#[cfg(test)]
mod tests {
    use super::*;

    const POSITION: ComponentTypeId = ComponentTypeId::from_name("Position");
    const VELOCITY: ComponentTypeId = ComponentTypeId::from_name("Velocity");

    fn world(size: usize) -> World {
        World::new(&WorldConfig::new(), size)
    }

    fn manual_world(size: usize) -> World {
        World::new(&WorldConfig::new().with_manual_entity_recycling(), size)
    }

    /// Presence bits and the tag set agree for every alive entity and type.
    fn assert_tags_mirror_bits(world: &World) {
        for &entity in world.entities() {
            let tags = world.entity_components(entity).unwrap();
            for &type_id in world.components().types() {
                let bit = world.components().bit(type_id).unwrap();
                assert_eq!(
                    world.masks().contains(bit, entity),
                    tags.contains(&type_id),
                    "{entity} disagrees on {type_id}"
                );
            }
        }
    }

    #[test]
    fn test_allocate_advances_cursor() {
        let mut w = world(10);
        assert_eq!(w.allocate(0.01).unwrap(), Entity(0));
        assert_eq!(w.allocate(0.01).unwrap(), Entity(1));
        assert_eq!(w.entity_cursor(), 2);
        assert_eq!(w.entity_count(), 2);
    }

    #[test]
    fn test_capacity_boundary() {
        let mut w = world(3);
        for expected in 0..3 {
            assert_eq!(w.allocate(0.01).unwrap(), Entity(expected));
        }
        let err = w.allocate(0.01).unwrap_err();
        assert!(matches!(err, WorldError::CapacityExhausted { size: 3, .. }));
        assert_eq!(w.entity_cursor(), 3);
        assert_eq!(w.entity_count(), 3);
    }

    #[test]
    fn test_automatic_reuse_waits_for_threshold() {
        // round(100 * 0.02) = 2 ids must be queued before reuse kicks in.
        let mut w = world(100);
        let ids: Vec<_> = (0..5).map(|_| w.allocate(0.02).unwrap()).collect();

        assert!(w.despawn(ids[0]));
        assert!(w.despawn(ids[1]));
        assert_eq!(w.allocate(0.02).unwrap(), Entity(5));

        assert!(w.despawn(ids[2]));
        // Three queued ids now exceed the floor: the oldest comes back.
        assert_eq!(w.allocate(0.02).unwrap(), ids[0]);
        assert_eq!(w.removed_entities(), vec![ids[1], ids[2]]);
    }

    #[test]
    fn test_exhausted_cursor_falls_back_to_recycled() {
        let mut w = world(2);
        let a = w.allocate(0.5).unwrap();
        w.allocate(0.5).unwrap();
        w.despawn(a);
        // Below the floor of round(2 * 0.5) = 1, but the cursor is spent.
        assert_eq!(w.allocate(0.5).unwrap(), a);
        assert!(w.allocate(0.5).is_err());
    }

    #[test]
    fn test_despawn_is_noop_for_dead_ids() {
        let mut w = world(4);
        let e = w.allocate(0.01).unwrap();
        assert!(w.despawn(e));
        assert!(!w.despawn(e));
        assert!(!w.despawn(Entity(3)));
        assert_eq!(w.removed_entities(), vec![e]);
    }

    #[test]
    fn test_manual_recycling_requires_flush() {
        let mut w = manual_world(10);
        let a = w.allocate(0.01).unwrap();
        let b = w.allocate(0.01).unwrap();
        w.despawn(a);
        w.despawn(b);

        assert_eq!(w.pending_removed(), &[a, b]);
        assert_eq!(w.allocate(0.01).unwrap(), Entity(2));

        assert_eq!(w.flush_removed().unwrap(), 2);
        assert!(w.pending_removed().is_empty());
        assert_eq!(w.allocate(0.01).unwrap(), a);
        assert_eq!(w.allocate(0.01).unwrap(), b);
        assert_eq!(w.allocate(0.01).unwrap(), Entity(3));
    }

    #[test]
    fn test_removed_entities_lists_recycled_then_pending() {
        let mut w = manual_world(10);
        let ids: Vec<_> = (0..3).map(|_| w.allocate(0.01).unwrap()).collect();
        w.despawn(ids[0]);
        w.flush_removed().unwrap();
        w.despawn(ids[2]);
        w.despawn(ids[1]);
        assert_eq!(w.removed_entities(), vec![ids[0], ids[2], ids[1]]);
    }

    #[test]
    fn test_flush_on_automatic_world_fails() {
        let mut w = world(10);
        let err = w.flush_removed().unwrap_err();
        assert!(matches!(err, WorldError::ManualRecyclingDisabled { .. }));
        assert!(err.to_string().contains("manual_entity_recycling"));
    }

    #[test]
    fn test_add_and_remove_component() {
        let mut w = world(8);
        let e = w.allocate(0.01).unwrap();

        assert!(w.add_component(VELOCITY, e).unwrap());
        assert!(!w.add_component(VELOCITY, e).unwrap());
        assert!(w.add_component(POSITION, e).unwrap());
        assert!(w.has_component(POSITION, e));
        assert_tags_mirror_bits(&w);

        assert_eq!(w.entity_components(e).unwrap(), vec![VELOCITY, POSITION]);

        assert!(w.remove_component(VELOCITY, e).unwrap());
        assert!(!w.remove_component(VELOCITY, e).unwrap());
        assert!(!w.has_component(VELOCITY, e));
        assert_eq!(w.entity_components(e).unwrap(), vec![POSITION]);
        assert_tags_mirror_bits(&w);
    }

    #[test]
    fn test_entity_components_keep_attach_order() {
        const HEALTH: ComponentTypeId = ComponentTypeId::from_name("Health");
        let mut w = world(8);
        let e = w.allocate(0.01).unwrap();

        w.add_component(VELOCITY, e).unwrap();
        w.add_component(POSITION, e).unwrap();
        w.add_component(HEALTH, e).unwrap();
        assert_eq!(w.entity_components(e).unwrap(), vec![VELOCITY, POSITION, HEALTH]);

        w.remove_component(POSITION, e).unwrap();
        w.add_component(POSITION, e).unwrap();
        assert_eq!(w.entity_components(e).unwrap(), vec![VELOCITY, HEALTH, POSITION]);
    }

    #[test]
    fn test_component_ops_on_dead_entity_fail() {
        let mut w = world(8);
        let err = w.add_component(POSITION, Entity(4)).unwrap_err();
        assert!(matches!(err, WorldError::EntityNotFound { .. }));
        let err = w.remove_component(POSITION, Entity(4)).unwrap_err();
        assert!(matches!(err, WorldError::EntityNotFound { .. }));
        assert!(!w.has_component(POSITION, Entity(4)));
    }

    #[test]
    fn test_entity_components_errors() {
        let w = world(8);
        assert!(matches!(
            w.entity_components(Entity::INVALID),
            Err(WorldError::InvalidEntity)
        ));
        assert!(matches!(
            w.entity_components(Entity(0)),
            Err(WorldError::EntityNotFound { .. })
        ));
    }

    #[test]
    fn test_despawn_clears_all_state() {
        let mut w = world(8);
        let e = w.allocate(0.01).unwrap();
        w.add_component(POSITION, e).unwrap();
        let q = w.register_query(QueryDescriptor::new().all(POSITION));
        assert_eq!(w.query_entities(q).unwrap(), &[e]);

        w.set_local_entity(Entity(42), e).unwrap();
        assert_eq!(w.local_entity(Entity(42)), Some(e));

        assert!(w.despawn(e));
        assert!(!w.contains(e));
        assert!(w.masks().is_entity_clear(e));
        assert!(w.query_entities(q).unwrap().is_empty());
        assert_eq!(w.local_entity(Entity(42)), None);
        assert!(w.entity_components(e).is_err());
        assert_eq!(w.removed_entities().iter().filter(|&&r| r == e).count(), 1);
    }

    #[test]
    fn test_recycled_id_has_no_residual_state() {
        let mut w = world(1);
        let e = w.allocate(0.0).unwrap();
        w.add_component(POSITION, e).unwrap();
        let q = w.register_query(QueryDescriptor::new().all(POSITION));
        w.despawn(e);

        let reused = w.allocate(0.0).unwrap();
        assert_eq!(reused, e);
        assert!(w.entity_components(reused).unwrap().is_empty());
        assert!(w.masks().is_entity_clear(reused));
        assert!(w.query_entities(q).unwrap().is_empty());
    }

    #[test]
    fn test_register_query_populates_from_alive_entities() {
        let mut w = world(8);
        let a = w.allocate(0.01).unwrap();
        let b = w.allocate(0.01).unwrap();
        w.add_component(POSITION, a).unwrap();

        let with_pos = w.register_query(QueryDescriptor::new().all(POSITION));
        let without_pos = w.register_query(QueryDescriptor::new().none(POSITION));

        assert_eq!(w.query_entities(with_pos).unwrap(), &[a]);
        assert_eq!(w.query_entities(without_pos).unwrap(), &[b]);
        // Seeding is not a transition.
        assert!(w.query_mut(with_pos).unwrap().drain_entered().is_empty());
    }

    #[test]
    fn test_register_query_dedupes() {
        let mut w = world(8);
        let q1 = w.register_query(QueryDescriptor::new().all(POSITION).all(VELOCITY));
        let q2 = w.register_query(QueryDescriptor::new().all(VELOCITY).all(POSITION));
        assert_eq!(q1, q2);
        assert_eq!(w.queries().len(), 1);
    }

    #[test]
    fn test_remove_query() {
        let mut w = world(8);
        let q = w.register_query(QueryDescriptor::new().all(POSITION));
        w.remove_query(q).unwrap();
        assert!(matches!(
            w.query_entities(q),
            Err(WorldError::QueryNotFound { .. })
        ));
        assert!(w.remove_query(q).is_err());
    }

    #[test]
    fn test_exclusion_query_matches_on_spawn() {
        let mut w = world(8);
        let q = w.register_query(QueryDescriptor::new().none(POSITION));
        let e = w.allocate(0.01).unwrap();
        assert_eq!(w.query_entities(q).unwrap(), &[e]);
        assert_eq!(w.query_mut(q).unwrap().drain_entered(), vec![e]);

        w.add_component(POSITION, e).unwrap();
        assert!(w.query_entities(q).unwrap().is_empty());
        assert_eq!(w.query_mut(q).unwrap().drain_exited(), vec![e]);
    }

    #[test]
    fn test_many_components_span_words() {
        let mut w = world(4);
        let e = w.allocate(0.01).unwrap();
        for id in 0..130u64 {
            w.add_component(ComponentTypeId(id), e).unwrap();
        }
        assert_eq!(w.masks().word_count(), 3);
        assert_eq!(w.entity_components(e).unwrap().len(), 130);
        assert_tags_mirror_bits(&w);

        let q = w.register_query(QueryDescriptor::new().all(ComponentTypeId(0)).all(ComponentTypeId(129)));
        assert_eq!(w.query_entities(q).unwrap(), &[e]);

        w.remove_component(ComponentTypeId(129), e).unwrap();
        assert!(w.query_entities(q).unwrap().is_empty());
    }

    #[test]
    fn test_resize_keeps_bits() {
        let mut w = world(2);
        let e = w.allocate(0.01).unwrap();
        w.add_component(POSITION, e).unwrap();
        w.resize(10);
        assert_eq!(w.size(), 10);
        assert_eq!(w.masks().capacity(), 10);
        assert!(w.has_component(POSITION, e));

        for _ in 0..9 {
            w.allocate(0.01).unwrap();
        }
        assert!(w.allocate(0.01).is_err());
    }

    #[test]
    fn test_set_local_entity_replaces_previous_mapping() {
        let mut w = world(8);
        let a = w.allocate(0.01).unwrap();
        let b = w.allocate(0.01).unwrap();

        w.set_local_entity(Entity(100), a).unwrap();
        w.set_local_entity(Entity(101), a).unwrap();
        assert_eq!(w.local_entity(Entity(100)), None);
        assert_eq!(w.local_entity(Entity(101)), Some(a));

        w.set_local_entity(Entity(101), b).unwrap();
        assert_eq!(w.local_entity(Entity(101)), Some(b));
        w.despawn(a);
        assert_eq!(w.local_entity(Entity(101)), Some(b));

        assert!(w.set_local_entity(Entity(5), a).is_err());
    }
}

----

What needs to be done: What lines in the material above include "HEALTH"? Copy every one of them.

Answer section:
        const HEALTH: ComponentTypeId = ComponentTypeId::from_name("Health");
        w.add_component(HEALTH, e).unwrap();
        assert_eq!(w.entity_components(e).unwrap(), vec![VELOCITY, POSITION, HEALTH]);
        assert_eq!(w.entity_components(e).unwrap(), vec![VELOCITY, HEALTH, POSITION]);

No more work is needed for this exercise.